◆ ASSIGNED TASK ◆
For this exercise, transcribe all of the records exactly as given.

(Collected data entries)

========

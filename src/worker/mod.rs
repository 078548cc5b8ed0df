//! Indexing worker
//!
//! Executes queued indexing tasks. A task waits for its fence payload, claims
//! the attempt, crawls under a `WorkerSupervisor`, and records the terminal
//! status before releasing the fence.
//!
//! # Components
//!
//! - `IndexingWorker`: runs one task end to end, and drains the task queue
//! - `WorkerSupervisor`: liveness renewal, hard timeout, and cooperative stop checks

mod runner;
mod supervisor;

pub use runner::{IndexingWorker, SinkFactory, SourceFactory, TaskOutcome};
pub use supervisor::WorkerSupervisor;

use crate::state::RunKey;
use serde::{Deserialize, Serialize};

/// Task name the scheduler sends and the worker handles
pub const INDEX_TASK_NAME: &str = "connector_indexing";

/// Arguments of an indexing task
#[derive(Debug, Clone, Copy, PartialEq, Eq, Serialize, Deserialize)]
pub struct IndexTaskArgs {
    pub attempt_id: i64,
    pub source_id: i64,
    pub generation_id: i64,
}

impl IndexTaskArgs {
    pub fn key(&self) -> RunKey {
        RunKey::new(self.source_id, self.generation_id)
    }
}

========

◆ RESPONSE TO THIS TASK ◆
filename src/worker/mod.rs
repository 078548cc5b8ed0df
//! Indexing worker
//!
//! Executes queued indexing tasks. A task waits for its fence payload, claims
//! the attempt, crawls under a `WorkerSupervisor`, and records the terminal
//! status before releasing the fence.
//!
//! # Components
//!
//! - `IndexingWorker`: runs one task end to end, and drains the task queue
//! - `WorkerSupervisor`: liveness renewal, hard timeout, and cooperative stop checks

mod runner;
mod supervisor;

pub use runner::{IndexingWorker, SinkFactory, SourceFactory, TaskOutcome};
pub use supervisor::WorkerSupervisor;

use crate::state::RunKey;
use serde::{Deserialize, Serialize};

/// Task name the scheduler sends and the worker handles
pub const INDEX_TASK_NAME: &str = "connector_indexing";

/// Arguments of an indexing task
#[derive(Debug, Clone, Copy, PartialEq, Eq, Serialize, Deserialize)]
pub struct IndexTaskArgs {
    pub attempt_id: i64,
    pub source_id: i64,
    pub generation_id: i64,
}

impl IndexTaskArgs {
    pub fn key(&self) -> RunKey {
        RunKey::new(self.source_id, self.generation_id)
    }
}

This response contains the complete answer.